Napoli mon amour

Comme j’ai savouré ce roman !
Amoresano pourrait être n’importe quel trentenaire sans emploi à écumer les bars de Naples, mais il a décidé de le faire avec beaucoup de poésie. La nuit, quand il ne boit pas des bières à 1€ avec Russo, son acolyte préféré, il écrit des nouvelles. Il adorerait passer sa vie entière à écrire mais en attendant il loge chez ses parents et passe des entretiens d’embauche décevants.
Un jour, il rencontre une fille qui lui donne un faux prénom mais un vrai numéro. Il dépense ses dernières économies pour lui plaire, et une histoire d’amour commence… mais comment peut-il y croire, lui dont l’existence est ponctuée par l’échec ?
« J’aurais vraiment aimé qu’il neige sur Naples, pour remuer un peu les choses, les voir sous une lumière différente, mais il n’y avait pas de neige et cela m’agaçait. C’était comme une énième beauté qui m’était refusé par des facteurs extérieurs, plus forts que moi. Je me sentais mis à l’écart : stupide et vulgaire particule d’un tout qui ne me considérait pas, qui ne m’écoutait pas, j’étais agacé en particulier par l’idée d’une beauté qui existait et que je ne pouvais pas toucher ; agité, je me consolais comme je pouvais en imaginant la ville immaculée, la blancheur saupoudrée sur les immeubles, sur les voitures, sur la route, et les chiens qui se promèneraient surpris en flairant la neige, les enfants qui courraient, tomberaient, se relèveraient et moi debout, noyé dans le blanc, les vêtements mouillés, les yeux presque fermés à cause de la luminosité.

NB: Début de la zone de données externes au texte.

//! ---
//! dcc_section: "02-formula-engine"
//! dcc_subsection: "module"
//! dcc_type: "source"
//! dcc_scope: "code"
//! dcc_description: "EMF source with internal resistance."
//! dcc_version: "v0.1.0"
//! dcc_owner: "tbd"
//! ---
use serde::{Deserialize, Serialize};

use crate::errors::ratio_or_zero;

#[derive(Debug, Clone, Copy, Serialize, Deserialize, PartialEq)]
pub struct SourceRequest {
    pub emf: f64,
    pub internal_resistance: f64,
    pub current: f64,
}

#[derive(Debug, Clone, Copy, Serialize, Deserialize, PartialEq)]
pub struct SourceModel {
    pub emf: f64,
    pub internal_resistance: f64,
    pub current: f64,
    pub terminal_voltage: f64,
    pub power_loss: f64,
    /// Percentage of the EMF available at the terminals; 0 when the EMF is 0.
    pub efficiency_percent: f64,
}

pub fn terminal_voltage(emf: f64, internal_resistance: f64, current: f64) -> f64 {
    emf - current * internal_resistance
}

pub fn evaluate_source(request: &SourceRequest) -> SourceModel {
    let SourceRequest {
        emf,
        internal_resistance,
        current,
    } = *request;
    let terminal_voltage = terminal_voltage(emf, internal_resistance, current);
    let power_loss = current.powi(2) * internal_resistance;
    let efficiency_percent = ratio_or_zero("source.efficiency", terminal_voltage, emf) * 100.0;

    SourceModel {
        emf,
        internal_resistance,
        current,
        terminal_voltage,
        power_loss,
        efficiency_percent,
    }
}

#[cfg(test)]
mod tests {
    use approx::assert_relative_eq;

    use super::*;

    #[test]
    fn loaded_battery() {
        let model = evaluate_source(&SourceRequest {
            emf: 12.0,
            internal_resistance: 0.5,
            current: 2.0,
        });
        assert_relative_eq!(model.terminal_voltage, 11.0);
        assert_relative_eq!(model.power_loss, 2.0);
        assert_relative_eq!(model.efficiency_percent, 91.666_666_666, max_relative = 1e-6);
    }

    #[test]
    fn zero_emf_reports_zero_efficiency() {
        let model = evaluate_source(&SourceRequest {
            emf: 0.0,
            internal_resistance: 1.0,
            current: 3.0,
        });
        assert_eq!(model.efficiency_percent, 0.0);
        assert_eq!(model.terminal_voltage, -3.0);
    }

    #[test]
    fn open_circuit_delivers_full_emf() {
        let model = evaluate_source(&SourceRequest {
            emf: 9.0,
            internal_resistance: 0.2,
            current: 0.0,
        });
        assert_eq!(model.terminal_voltage, 9.0);
        assert_eq!(model.power_loss, 0.0);
        assert_relative_eq!(model.efficiency_percent, 100.0);
    }
}
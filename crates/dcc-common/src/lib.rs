//! ---
//! dcc_section: "01-core-functionality"
//! dcc_subsection: "module"
//! dcc_type: "source"
//! dcc_scope: "code"
//! dcc_description: "Shared configuration and logging for the calculator tools."
//! dcc_version: "v0.1.0"
//! dcc_owner: "tbd"
//! ---
//! Shared primitives for the DC circuit calculator workspace.
//! This crate exposes configuration loading and tracing setup consumed by
//! the command-line front end and the HTTP server.

pub mod config;
pub mod logging;

pub use config::{
    ApiConfig, AppConfig, DisplayConfig, LoadedAppConfig, LoggingConfig, ReportConfig,
};
pub use logging::{init_tracing, LogFormat};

Je regardais et me réjouissais. Je parvenais aussi imaginer les problèmes, les encombrements que cela provoquerait dans une ville non préparée et déjà chaotique en soi, mais malgré tout j’étais pour la neige. Pour ses vertus apaisantes et enveloppantes. Tout ce blanc sur la culpabilité, jusqu’à l’ensevelir profondément. Ce serait une excuse parfaite, une de plus, pour continuer à ne rien faire. »

Un texte sublime et mélancolique, aux scènes visuelles, aux dialogues très réussis, sur la beauté des choses et l’inaptitude à l’existence. Un roman dont la puissance monte crescendo, saupoudré d’humour doux-amer.